Comodini Cachia says EPP will 'silently pressure' S&D over Mizzi’s Panama connection

Labour MEP Alfred Sant warns PanamaPapers leak will reinvigorate EU countries' efforts towards a common consolidated tax base 

Nationalist MEP Therese Comodini Cachia
Nationalist MEP Therese Comodini Cachia

The European People’s Party will apply “internal pressure” on the Socialists and Democrats group to urge the Labour government to take action against energy and health minister Konrad Mizzi, Nationalist MEP Therese Comodini Cachia revealed.

“The EPP is following the Panama Papers scandal very closely, but there is a limited amount of pressure it can apply on a non-EPP party,” Comodini Cachia told journalists during a question and answer session at the European Parliament on Thursday. “The EPP will call the S&D in to see what action they’re taking against Konrad Mizzi, a minister of theirs who is embroiled in the scandal. However, we will use internal procedures and apply internal pressure, and it won’t end up as a fight on the media.”

Pressure on Mizzi and OPM chief of staff Keith Schembri to resign from their political posts has mounted since their offshore companies were listed in the ‘PanamaPapers’ – described as the largest leak of secret documents in history.

The S&D – the European political family of the Labour Party – has called for  political leaders involved in the scandal to appear in front of the EP’s tax committee.

“The fact that Panama’s status as a tax haven is not only being used by the criminal underworld, but by some political leaders, confirms how widespread these immoral tax practices can go,” S&D chairperson Gianni Pitella said. “It discredits the political system in the eyes of the citizens.”

Comodini Cachia told journalists that the PanamaPapers scandal is “proof that some politicians and businesspeople feel that they can do whatever they please”.

“It shows how accessible such financial structures are to people who want to avoid tax and abuse their positions of power. The EU must analyze these structures and if necessary clamp down on them.”

Labour MEP and former prime minister Alfred Sant warned that the PanamaPapers could have harmful repercussions on Malta’s financial services industry.

“There already is a significant movement in Europe in favour of tax harmonization – which would be poisonous for Malta - and the Panamaleaks will lead to a new wave of pressure towards it,” he said. “Malta remains against tax harmonization but it is in a total minority, and has been harshly criticised in the council of ministers for its stance against a common consolidated tax base. The Panamaleaks will further complicate Malta’s position and we must be very careful.”

The common consolidated corporate tax base proposal would require EU member states to develop a common set of rules to determine the tax base of companies with operations in multiple European companies.

If passed, it is expected to deliver a hammer blow to Malta’s financial services industry, that attracts foreign companies to set up shop on the island by offering a refund of up to 85% on taxed dividends. This effectively reduces shareholders’ tax burdens to close to 5%.

However, Sant vehemently denied that Maltese law is tantamount to encouraging companies to avoid tax.
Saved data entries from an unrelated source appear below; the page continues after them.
//! Profile configuration
//!
//! Profiles live in a YAML file keyed by operation name:
//!
//! ```yaml
//! game-saves:
//!   name: Game saves
//!   source: /games/foobar/saves
//!   destinations:
//!     - /mnt/backup-a/foobar/saves
//!     - /mnt/backup-b/foobar/saves
//!   replace: skip
//! ```
//!
//! `replace` is one of `never`, `skip` or `always` (any case). Only the
//! requested profile is validated, so a broken entry elsewhere in the file
//! does not stop other operations from running.

use crate::error::ConfigError;
use crate::policy::ReplacePolicy;
use serde::Deserialize;
use std::collections::BTreeMap;
use std::path::{Path, PathBuf};

/// Config file name without extension
pub const CONFIG_FILE_STEM: &str = "multicopy-config";

/// Accepted config file extensions, in lookup order
pub const CONFIG_EXTENSIONS: [&str; 2] = ["yml", "yaml"];

/// Directories searched for the config file, relative to the working directory
pub const SEARCH_DIRS: [&str; 4] = [".", "cmd", "config", "configs"];

/// One mirroring job: a source tree and where to copy it
#[derive(Debug, Clone, PartialEq, Eq, Deserialize)]
pub struct Profile {
    /// Human readable name
    pub name: String,
    /// Root of the tree to mirror
    pub source: PathBuf,
    /// Destination roots, in the order they are written
    pub destinations: Vec<PathBuf>,
    /// What to do with files that already exist at a destination
    pub replace: ReplacePolicy,
}

impl Profile {
    /// Check the fields that serde cannot check on its own
    ///
    /// # Errors
    ///
    /// Returns [`ConfigError::Invalid`] if the name or source is empty, or if
    /// there is no destination or an empty one.
    pub fn validate(&self, operation: &str) -> Result<(), ConfigError> {
        let invalid = |reason: &str| ConfigError::Invalid {
            profile: operation.to_string(),
            reason: reason.to_string(),
        };

        if self.name.trim().is_empty() {
            return Err(invalid("name must not be empty"));
        }
        if self.source.as_os_str().is_empty() {
            return Err(invalid("source must not be empty"));
        }
        if self.destinations.is_empty() {
            return Err(invalid("at least one destination is required"));
        }
        if self.destinations.iter().any(|d| d.as_os_str().is_empty()) {
            return Err(invalid("destinations must not be empty paths"));
        }
        Ok(())
    }

    /// Check that the source root exists and is a directory
    ///
    /// # Errors
    ///
    /// Returns [`ConfigError::Invalid`] if the source is missing or is not a
    /// directory.
    pub fn check_source(&self, operation: &str) -> Result<(), ConfigError> {
        if self.source.is_dir() {
            return Ok(());
        }
        let reason = if self.source.exists() {
            format!("source {} is not a directory", self.source.display())
        } else {
            format!("source path does not exist: {}", self.source.display())
        };
        Err(ConfigError::Invalid {
            profile: operation.to_string(),
            reason,
        })
    }
}

/// A parsed config file
#[derive(Debug, Clone)]
pub struct ConfigFile {
    profiles: BTreeMap<String, serde_yaml::Value>,
}

impl ConfigFile {
    /// Find the config file below `base`, trying every search directory and
    /// extension in order
    ///
    /// # Errors
    ///
    /// Returns [`ConfigError::NotFound`] listing every candidate tried.
    pub fn locate(base: &Path) -> Result<PathBuf, ConfigError> {
        let mut searched = Vec::new();
        for dir in SEARCH_DIRS {
            for ext in CONFIG_EXTENSIONS {
                let candidate = base.join(dir).join(format!("{CONFIG_FILE_STEM}.{ext}"));
                if candidate.is_file() {
                    return Ok(candidate);
                }
                searched.push(candidate);
            }
        }
        Err(ConfigError::NotFound { searched })
    }

    /// Read and parse a config file
    ///
    /// # Errors
    ///
    /// Returns an error if the file cannot be read or is not a YAML mapping.
    pub fn load(path: &Path) -> Result<Self, ConfigError> {
        let text = std::fs::read_to_string(path).map_err(|source| ConfigError::Read {
            path: path.to_path_buf(),
            source,
        })?;
        Self::parse(path, &text)
    }

    /// Parse config text; `path` is only used in error messages
    ///
    /// # Errors
    ///
    /// Returns [`ConfigError::Parse`] if `text` is not a YAML mapping.
    pub fn parse(path: &Path, text: &str) -> Result<Self, ConfigError> {
        let profiles = serde_yaml::from_str(text).map_err(|source| ConfigError::Parse {
            path: path.to_path_buf(),
            source,
        })?;
        Ok(Self { profiles })
    }

    /// Look up and validate one profile; the name match ignores case
    ///
    /// # Errors
    ///
    /// Returns [`ConfigError::MissingProfile`] if no key matches, or
    /// [`ConfigError::Invalid`] if the entry is malformed.
    pub fn profile(&self, operation: &str) -> Result<Profile, ConfigError> {
        let value = self
            .profiles
            .iter()
            .find(|(key, _)| key.eq_ignore_ascii_case(operation))
            .map(|(_, value)| value.clone())
            .ok_or_else(|| ConfigError::MissingProfile(operation.to_string()))?;

        let profile: Profile =
            serde_yaml::from_value(value).map_err(|e| ConfigError::Invalid {
                profile: operation.to_string(),
                reason: e.to_string(),
            })?;
        profile.validate(operation)?;
        Ok(profile)
    }
}

/// Load the profile for `operation`
///
/// Uses `explicit` as the config file when given, otherwise searches the
/// working directory.
///
/// # Errors
///
/// Returns an error if the file cannot be found, read or parsed, or if the
/// profile is missing or invalid.
pub fn load_profile(explicit: Option<&Path>, operation: &str) -> Result<Profile, ConfigError> {
    let path = match explicit {
        Some(path) => path.to_path_buf(),
        None => ConfigFile::locate(Path::new("."))?,
    };
    ConfigFile::load(&path)?.profile(operation)
}

#[cfg(test)]
mod tests {
    #![allow(clippy::unwrap_used)]
    use super::*;
    use tempfile::TempDir;

    const SAMPLE: &str = r"
game-saves:
  name: Game saves
  source: /games/foobar/saves
  destinations:
    - /mnt/a/saves
    - /mnt/b/saves
  replace: Skip
photos:
  name: Photos
  source: /home/me/photos
  destinations: []
  replace: always
broken:
  name: Broken
  source: /src
  destinations: [/dst]
  replace: sometimes
";

    fn sample() -> ConfigFile {
        ConfigFile::parse(Path::new("test.yml"), SAMPLE).unwrap()
    }

    #[test]
    fn test_profile_lookup() {
        let profile = sample().profile("game-saves").unwrap();
        assert_eq!(profile.name, "Game saves");
        assert_eq!(profile.source, PathBuf::from("/games/foobar/saves"));
        assert_eq!(
            profile.destinations,
            vec![PathBuf::from("/mnt/a/saves"), PathBuf::from("/mnt/b/saves")]
        );
        assert_eq!(profile.replace, ReplacePolicy::SkipIfIdentical);
    }

    #[test]
    fn test_profile_lookup_ignores_case() {
        assert!(sample().profile("GAME-SAVES").is_ok());
    }

    #[test]
    fn test_missing_profile() {
        let err = sample().profile("music").unwrap_err();
        assert!(matches!(err, ConfigError::MissingProfile(name) if name == "music"));
    }

    #[test]
    fn test_empty_destinations_rejected() {
        let err = sample().profile("photos").unwrap_err();
        assert!(err.to_string().contains("at least one destination"));
    }

    #[test]
    fn test_unknown_replace_value_rejected() {
        let err = sample().profile("broken").unwrap_err();
        assert!(matches!(err, ConfigError::Invalid { .. }));
        assert!(err.to_string().contains("sometimes"));
    }

    #[test]
    fn test_missing_field_rejected() {
        let config = ConfigFile::parse(
            Path::new("test.yml"),
            "job:\n  name: Job\n  source: /src\n  replace: never\n",
        )
        .unwrap();
        let err = config.profile("job").unwrap_err();
        assert!(err.to_string().contains("destinations"));
    }

    #[test]
    fn test_non_mapping_file_rejected() {
        let err = ConfigFile::parse(Path::new("test.yml"), "- just\n- a list\n").unwrap_err();
        assert!(matches!(err, ConfigError::Parse { .. }));
    }

    #[test]
    fn test_locate_searches_config_dirs() {
        let temp_dir = TempDir::new().unwrap();
        std::fs::create_dir(temp_dir.path().join("configs")).unwrap();
        let expected = temp_dir.path().join("configs").join("multicopy-config.yaml");
        std::fs::write(&expected, SAMPLE).unwrap();

        assert_eq!(ConfigFile::locate(temp_dir.path()).unwrap(), expected);
    }

    #[test]
    fn test_locate_reports_searched_paths() {
        let temp_dir = TempDir::new().unwrap();
        match ConfigFile::locate(temp_dir.path()).unwrap_err() {
            ConfigError::NotFound { searched } => assert_eq!(searched.len(), 8),
            other => panic!("unexpected error: {other}"),
        }
    }

    #[test]
    fn test_load_explicit_file() {
        let temp_dir = TempDir::new().unwrap();
        let path = temp_dir.path().join("custom.yml");
        std::fs::write(&path, SAMPLE).unwrap();

        let profile = load_profile(Some(&path), "game-saves").unwrap();
        assert_eq!(profile.replace, ReplacePolicy::SkipIfIdentical);
    }

    #[test]
    fn test_check_source() {
        let temp_dir = TempDir::new().unwrap();
        let mut profile = sample().profile("game-saves").unwrap();

        profile.source = temp_dir.path().to_path_buf();
        assert!(profile.check_source("game-saves").is_ok());

        profile.source = temp_dir.path().join("missing");
        let err = profile.check_source("game-saves").unwrap_err();
        assert!(err.to_string().contains("does not exist"));
    }
}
“Ever since Malta joined the EU and entered the Eurozone, our options to remain competitive have been limited. We cannot introduce tariffs, we cannot devalue our currency, and there are stringent restrictions on state aid. This means that we have to offer advantageous tax rates so as to remain competitive. The only other option would be internal devaluation, which would involve reducing wages.”

Sant refused to comment on Mizzi’s involvement in PanamaPapers, but argued that the leaks themselves were funded by the CIA and US hedge fund billionaire George Soros.   

He was referring to international whistleblowing organisation WikiLeaks, that tweeted on Wednesday that the data leak was “produced” to target Russia and its president Vladimir Putin.

Wikileaks spokesperson and Icelandic journalist Kristinn Hrafnsson has called for the data to be published in full, warning that withholding the documents could not be “responsible journalism”.

He also told Russia Today that he’s not surprised that no big American names were amongst those in the leaked 11.5 million documents of the Panamanian law firm Mossack Fonseca.

“It seems to be skewed at least a way from American interest. There’s always a possibility that it’s not a journalistic bias but simply a bias in the documents themselves.”